● Problem details
Search the records for the string "ThumbnailError", then copy each line where it appears.

------------------------------------

//! Produces thumbnail images from preview files.

use image::DynamicImage;
use std::path::Path;

use super::error::ThumbnailError;

/// Opaque "make a thumbnail from this file" collaborator.
pub trait Thumbnailer: Send + Sync + 'static {
    fn generate(&self, path: &Path, width: u32, height: u32) -> Result<DynamicImage, ThumbnailError>;
}

/// Decodes with the `image` crate and scales to fit inside `width`x`height`,
/// keeping the aspect ratio.
#[derive(Debug, Clone, Default)]
pub struct ImageThumbnailer;

impl Thumbnailer for ImageThumbnailer {
    fn generate(&self, path: &Path, width: u32, height: u32) -> Result<DynamicImage, ThumbnailError> {
        if width == 0 || height == 0 {
            return Err(ThumbnailError::InvalidSize { width, height });
        }
        let img = image::open(path).map_err(|e| ThumbnailError::Decode(e, path.to_path_buf()))?;
        Ok(img.thumbnail(width, height))
    }
}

------------------------------------

● Task answer
use super::error::ThumbnailError;
    fn generate(&self, path: &Path, width: u32, height: u32) -> Result<DynamicImage, ThumbnailError>;
    fn generate(&self, path: &Path, width: u32, height: u32) -> Result<DynamicImage, ThumbnailError> {
            return Err(ThumbnailError::InvalidSize { width, height });
        let img = image::open(path).map_err(|e| ThumbnailError::Decode(e, path.to_path_buf()))?;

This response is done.